A Polícia Federal aponta Diego Lameiro como operador financeiro de um esquema de lavagem de dinheiro alvo de operação na sexta-feira (03) e o liga a 17 empresas de fachada. A maior parte dos CNPJs atua no comércio atacadista de alimentos, com destaque para negociações envolvendo alho argentino.
A investigação interceptou mensagens entre Lameiro e Victor Henrique de Oliveira Shimada, integrante do primeiro grupo de pessoas e empresas do Brasil sancionadas pelos Estados Unidos por vínculo com o Primeiro Comando da Capital, o PCC, após a facção ser classificada como terrorista pelo governo de Donald Trump.
Em uma das conversas, Shimada pede a Lameiro fotos da produção de alho em Mendoza, cidade argentina próxima à cordilheira dos Andes, porque teria um encontro com um possível comprador. Em representação enviada à Justiça Federal, a PF afirma que “há inúmeros registros da entrada de forma ilegal no Brasil de alho argentino”.

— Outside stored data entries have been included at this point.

use super::data::{SelectedFile, Tile, TileId};

/// Ordered collection of the selected files.
///
/// Insertion order is display order for both layouts. Ids are never reused,
/// even after the tile holding them is removed.
#[derive(Debug, Default)]
pub struct TileStore {
    tiles: Vec<Tile>,
    next_id: u64,
}

impl TileStore {
    pub fn new() -> Self {
        Self::default()
    }

    /// Append a file and return the id it was given
    pub fn add(&mut self, file: SelectedFile) -> TileId {
        let id = TileId(self.next_id);
        self.next_id += 1;

        log::debug!("➕ Tile {} added: {} ({} bytes)", id, file.name, file.size);
        self.tiles.push(Tile { id, file });
        id
    }

    /// Remove the tile with the given id.
    ///
    /// Unknown ids are ignored; returns whether a tile was actually dropped.
    pub fn remove(&mut self, id: TileId) -> bool {
        let before = self.tiles.len();
        self.tiles.retain(|tile| tile.id != id);
        let removed = self.tiles.len() != before;

        if removed {
            log::debug!("➖ Tile {} removed", id);
        } else {
            log::debug!("Tile {} not in store, nothing to remove", id);
        }
        removed
    }

    /// Sum of all file sizes in bytes
    pub fn total_size(&self) -> u64 {
        self.tiles.iter().map(|tile| tile.file.size).sum()
    }

    pub fn tiles(&self) -> &[Tile] {
        &self.tiles
    }

    #[cfg(test)]
    pub fn len(&self) -> usize {
        self.tiles.len()
    }

    #[cfg(test)]
    pub fn is_empty(&self) -> bool {
        self.tiles.is_empty()
    }
}
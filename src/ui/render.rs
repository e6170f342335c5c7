/// Pure rendering of the tile store into a view model
///
/// `render` never touches the preview cache beyond reading it; requesting
/// missing previews is a separate step the controller runs first.

use crate::config::UNKNOWN_MIME_LABEL;
use crate::format::format_size;
use crate::state::data::{Tile, TileId, ViewMode};
use crate::state::preview::{PreviewCache, Thumbnail};

/// What goes in the preview slot of a card or row
#[derive(Debug, Clone)]
pub enum Preview {
    /// Decoded image
    Thumbnail(Thumbnail),
    /// Image whose decode has not completed (or failed)
    Placeholder,
    /// Generic icon for anything that is not an image
    FileIcon,
}

/// Everything needed to draw one file, in either layout
#[derive(Debug, Clone)]
pub struct EntryView {
    pub id: TileId,
    /// Full name; the widgets may cut it visually but never here
    pub name: String,
    pub preview: Preview,
    pub mime: String,
    pub size: String,
}

/// A complete rendering of the store
#[derive(Debug, Clone, Default)]
pub struct FileListView {
    pub mode: ViewMode,
    pub entries: Vec<EntryView>,
    pub total_size: String,
}

impl FileListView {
    /// Swap in a freshly decoded thumbnail for one entry.
    ///
    /// Returns `false` when the entry is no longer part of this view, or is
    /// not showing a placeholder.
    pub fn patch_preview(&mut self, id: TileId, thumbnail: &Thumbnail) -> bool {
        match self.entries.iter_mut().find(|entry| entry.id == id) {
            Some(entry) if matches!(entry.preview, Preview::Placeholder) => {
                entry.preview = Preview::Thumbnail(thumbnail.clone());
                true
            }
            _ => false,
        }
    }
}

/// Render the tiles in store order for the given mode
pub fn render(tiles: &[Tile], mode: ViewMode, previews: &PreviewCache) -> FileListView {
    let entries = tiles.iter().map(|tile| entry_view(tile, previews)).collect();
    let total: u64 = tiles.iter().map(|tile| tile.file.size).sum();

    FileListView {
        mode,
        entries,
        total_size: format_size(total),
    }
}

fn entry_view(tile: &Tile, previews: &PreviewCache) -> EntryView {
    let preview = if tile.file.is_image() {
        match previews.get(tile.id) {
            Some(thumbnail) => Preview::Thumbnail(thumbnail.clone()),
            None => Preview::Placeholder,
        }
    } else {
        Preview::FileIcon
    };

    let mime = if tile.file.mime.is_empty() {
        UNKNOWN_MIME_LABEL.to_string()
    } else {
        tile.file.mime.clone()
    };

    EntryView {
        id: tile.id,
        name: tile.file.name.clone(),
        preview,
        mime,
        size: format_size(tile.file.size),
    }
}
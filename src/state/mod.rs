/// State management module
///
/// This module holds the application state the controller owns:
/// - Shared data structures (data.rs)
/// - The ordered list of selected files (store.rs)
/// - The lazily filled image preview cache (preview.rs)

pub mod data;
pub mod preview;
pub mod store;
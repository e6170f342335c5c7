//! Turning picked or dropped paths into `SelectedFile`s.

use std::path::{Path, PathBuf};

use image::ImageFormat;

use crate::error::ProbeError;
use crate::state::data::SelectedFile;

/// Probe only the first path of a selection; the rest is never looked at.
///
/// An unusable first path yields an empty selection rather than falling
/// through to the next one.
pub async fn probe_first(paths: Vec<PathBuf>) -> Vec<SelectedFile> {
    let Some(path) = paths.into_iter().next() else {
        return Vec::new();
    };

    match probe(&path).await {
        Ok(file) => vec![file],
        Err(err) => {
            log::warn!("⚠️  Skipping selection: {}", err);
            Vec::new()
        }
    }
}

/// Read name, size and MIME type of a single file
pub async fn probe(path: &Path) -> Result<SelectedFile, ProbeError> {
    let metadata = tokio::fs::metadata(path)
        .await
        .map_err(|e| ProbeError::Metadata {
            path: path.to_path_buf(),
            reason: e.to_string(),
        })?;

    if !metadata.is_file() {
        return Err(ProbeError::NotAFile(path.to_path_buf()));
    }

    let name = path
        .file_name()
        .unwrap_or_default()
        .to_string_lossy()
        .to_string();

    Ok(SelectedFile {
        name,
        size: metadata.len(),
        mime: mime_for_path(path),
        path: path.to_path_buf(),
    })
}

/// Guess a MIME type from the file extension; empty when unknown
pub fn mime_for_path(path: &Path) -> String {
    if let Ok(format) = ImageFormat::from_path(path) {
        return format.to_mime_type().to_string();
    }

    let ext = match path.extension() {
        Some(ext) => ext.to_string_lossy().to_lowercase(),
        None => return String::new(),
    };

    let mime = match ext.as_str() {
        "txt" | "log" => "text/plain",
        "md" => "text/markdown",
        "csv" => "text/csv",
        "html" | "htm" => "text/html",
        "css" => "text/css",
        "js" => "text/javascript",
        "json" => "application/json",
        "xml" => "application/xml",
        "pdf" => "application/pdf",
        "zip" => "application/zip",
        "gz" => "application/gzip",
        "tar" => "application/x-tar",
        "mp3" => "audio/mpeg",
        "wav" => "audio/wav",
        "mp4" => "video/mp4",
        "webm" => "video/webm",
        _ => "",
    };
    mime.to_string()
}

#[cfg(test)]
mod tests {
    use super::*;

    #[test]
    fn test_mime_for_images() {
        assert_eq!(mime_for_path(Path::new("a.png")), "image/png");
        assert_eq!(mime_for_path(Path::new("b.JPG")), "image/jpeg");
        assert_eq!(mime_for_path(Path::new("c.gif")), "image/gif");
    }

    #[test]
    fn test_mime_for_other_files() {
        assert_eq!(mime_for_path(Path::new("notes.txt")), "text/plain");
        assert_eq!(mime_for_path(Path::new("report.PDF")), "application/pdf");
        assert_eq!(mime_for_path(Path::new("Makefile")), "");
        assert_eq!(mime_for_path(Path::new("data.xyz")), "");
    }

    #[tokio::test]
    async fn test_probe_reads_size_and_type() {
        let dir = tempfile::tempdir().unwrap();
        let path = dir.path().join("hello.txt");
        std::fs::write(&path, vec![b'x'; 500]).unwrap();

        let file = probe(&path).await.unwrap();
        assert_eq!(file.name, "hello.txt");
        assert_eq!(file.size, 500);
        assert_eq!(file.mime, "text/plain");
        assert!(!file.is_image());
    }

    #[tokio::test]
    async fn test_probe_first_only_looks_at_first_path() {
        let dir = tempfile::tempdir().unwrap();
        let first = dir.path().join("first.bin");
        let second = dir.path().join("second.txt");
        std::fs::write(&first, b"1234").unwrap();
        std::fs::write(&second, b"hello").unwrap();

        let files = probe_first(vec![first, second]).await;
        assert_eq!(files.len(), 1);
        assert_eq!(files[0].name, "first.bin");
        assert_eq!(files[0].mime, "");
    }

    #[tokio::test]
    async fn test_unusable_first_path_does_not_fall_through() {
        let dir = tempfile::tempdir().unwrap();
        let good = dir.path().join("ok.txt");
        std::fs::write(&good, b"1234").unwrap();

        let missing = probe_first(vec![dir.path().join("missing.png"), good.clone()]).await;
        assert!(missing.is_empty());

        let directory = probe_first(vec![dir.path().to_path_buf(), good]).await;
        assert!(directory.is_empty());

        assert!(probe_first(Vec::new()).await.is_empty());
    }
}
/// User interface module
///
/// - render.rs: pure store -> view model rendering
/// - widgets.rs: view model -> iced elements

pub mod render;
pub mod widgets;
//! Error types for file probing and thumbnail decoding.
//!
//! Errors are `Clone` because they travel inside `iced` messages.

use std::path::PathBuf;
use thiserror::Error;

/// Failure while turning a picked or dropped path into a selectable file
#[derive(Debug, Clone, Error)]
pub enum ProbeError {
    #[error("failed to read metadata for {path}: {reason}")]
    Metadata { path: PathBuf, reason: String },

    #[error("not a regular file: {0}")]
    NotAFile(PathBuf),
}

/// Failure while decoding an image preview
#[derive(Debug, Clone, Error)]
pub enum PreviewError {
    #[error("failed to read {path}: {reason}")]
    Read { path: PathBuf, reason: String },

    #[error("failed to decode {path}: {reason}")]
    Decode { path: PathBuf, reason: String },

    #[error("decode task join error: {0}")]
    Join(String),
}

Os investigadores encontraram nos celulares de Shimada e Lameiro diálogos detalhados sobre negociações de alho. Alguns nomes de empresas associadas a Lameiro também remetem ao produto, como Alhos Lameiro, Terra do Alho Produtos Alimentares, Allium Foods e Master Allium.

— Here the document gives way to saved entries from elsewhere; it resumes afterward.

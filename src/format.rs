//! Human readable byte sizes for the tile footers and the total line

const KIB: u64 = 1024;
const MIB: u64 = 1024 * 1024;

/// Format a byte count as `"N bytes"`, `"N.N KB"` or `"N.N MB"`
///
/// Thresholds are strict, so exactly 1024 bytes stays `"1024 bytes"` and
/// exactly 1 MiB is still reported in KB (`"1024.0 KB"`).
pub fn format_size(size: u64) -> String {
    if size > MIB {
        format!("{:.1} MB", round_one_decimal(size as f64 / MIB as f64))
    } else if size > KIB {
        format!("{:.1} KB", round_one_decimal(size as f64 / KIB as f64))
    } else {
        format!("{} bytes", size)
    }
}

/// Round half away from zero to one decimal digit
fn round_one_decimal(value: f64) -> f64 {
    (value * 10.0).round() / 10.0
}

#[cfg(test)]
mod tests {
    use super::*;

    #[test]
    fn test_byte_range() {
        assert_eq!(format_size(0), "0 bytes");
        assert_eq!(format_size(1), "1 bytes");
        assert_eq!(format_size(1024), "1024 bytes");
    }

    #[test]
    fn test_kilobyte_range() {
        assert_eq!(format_size(1025), "1.0 KB");
        assert_eq!(format_size(1536), "1.5 KB");
        assert_eq!(format_size(1_048_576), "1024.0 KB");
    }

    #[test]
    fn test_megabyte_range() {
        assert_eq!(format_size(1_048_577), "1.0 MB");
        assert_eq!(format_size(2_000_500), "1.9 MB");
        assert_eq!(format_size(10 * MIB), "10.0 MB");
    }

    #[test]
    fn test_ties_round_away_from_zero() {
        // 1280 / 1024 == 1.25 exactly
        assert_eq!(format_size(1280), "1.3 KB");
        // 1153434 / 1048576 ~= 1.1000003, no tie, stays 1.1
        assert_eq!(format_size(1_153_434), "1.1 MB");
        // 1101004.8 would be 1.05 MiB exactly; nearest integer rounds up
        assert_eq!(format_size(1_101_005), "1.1 MB");
    }
}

Empresas movimentaram R$ 4,4 milhões em sete meses
As empresas em nome de Diego Lameiro movimentaram mais de R$ 4,4 milhões, conforme comunicações ao Conselho de Controle de Atividades Financeiras analisadas pela PF. Os 17 CNPJs foram abertos em sete meses, entre junho de 2023 e janeiro de 2024.
Um dos CNPJs atribuídos a Lameiro fechou em novembro de 2023. Embora ele more na Baixada Santista, as empresas foram registradas em endereços no Rio de Janeiro e no interior do Rio Grande do Sul.

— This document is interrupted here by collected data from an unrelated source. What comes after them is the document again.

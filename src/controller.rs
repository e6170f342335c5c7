//! Event handling for the file list
//!
//! The controller owns all application state (tile store, preview cache and
//! view mode) and keeps a rendered `FileListView` in sync with it. Every
//! mutation triggers a full re-render; preview decodes it wants started are
//! handed back to the caller as `PreviewRequest`s.

use crate::config::DEFAULT_VIEW_MODE;
use crate::error::PreviewError;
use crate::state::data::{SelectedFile, TileId, ViewMode};
use crate::state::preview::{PreviewCache, PreviewRequest, Thumbnail};
use crate::state::store::TileStore;
use crate::ui::render::{render, FileListView};

#[derive(Debug)]
pub struct Controller {
    store: TileStore,
    previews: PreviewCache,
    mode: ViewMode,
    /// Output of the last full render
    view: FileListView,
    renders: u64,
}

impl Controller {
    pub fn new() -> Self {
        let store = TileStore::new();
        let previews = PreviewCache::new();
        let view = render(store.tiles(), DEFAULT_VIEW_MODE, &previews);

        Self {
            store,
            previews,
            mode: DEFAULT_VIEW_MODE,
            view,
            renders: 0,
        }
    }

    /// Add the first file of a selection; the rest is dropped
    pub fn on_files_selected(&mut self, files: Vec<SelectedFile>) -> Vec<PreviewRequest> {
        let total = files.len();
        let Some(file) = files.into_iter().next() else {
            return Vec::new();
        };
        if total > 1 {
            log::info!("Only the first of {} selected files is added", total);
        }

        self.store.add(file);
        self.refresh()
    }

    /// Remove a tile; unknown ids still re-render
    pub fn on_delete_clicked(&mut self, id: TileId) -> Vec<PreviewRequest> {
        self.store.remove(id);
        self.refresh()
    }

    /// Switch layout; does nothing when `mode` is already active
    pub fn set_view(&mut self, mode: ViewMode) -> Vec<PreviewRequest> {
        if self.mode == mode {
            return Vec::new();
        }

        log::info!("🔀 View switched to {}", mode.label());
        self.mode = mode;
        self.refresh()
    }

    /// Store a finished decode and patch the current view in place.
    ///
    /// Tiles removed while their decode ran are silently skipped.
    pub fn on_preview_decoded(&mut self, id: TileId, result: Result<Thumbnail, PreviewError>) {
        if !self.previews.complete(id, result) {
            return;
        }

        if let Some(thumbnail) = self.previews.get(id) {
            if !self.view.patch_preview(id, thumbnail) {
                log::debug!("Tile {} no longer shown, preview kept in cache only", id);
            }
        }
    }

    /// Request missing previews, then re-render everything
    fn refresh(&mut self) -> Vec<PreviewRequest> {
        let requests = self.previews.request_missing(self.store.tiles());
        self.view = render(self.store.tiles(), self.mode, &self.previews);
        self.renders += 1;
        requests
    }

    pub fn view(&self) -> &FileListView {
        &self.view
    }

    pub fn mode(&self) -> ViewMode {
        self.mode
    }

    #[cfg(test)]
    pub fn store(&self) -> &TileStore {
        &self.store
    }

    #[cfg(test)]
    pub fn previews(&self) -> &PreviewCache {
        &self.previews
    }

    /// Number of full renders run so far
    pub fn render_count(&self) -> u64 {
        self.renders
    }
}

A Operação Exchange teve como principais alvos Victor Shimada e Stella Stefanie. A Justiça Federal já havia autorizado os mandados em junho, mas a PF ainda tentava localizar o endereço exato de Shimada e definir a estratégia para prendê-lo.
O Departamento do Tesouro dos Estados Unidos impôs a sanção um dia antes da operação, o que acelerou os trabalhos da PF. Shimada foi procurado em cinco endereços e segue foragido; Stella Stefanie, conhecida como “Lara Croft”, foi presa preventivamente.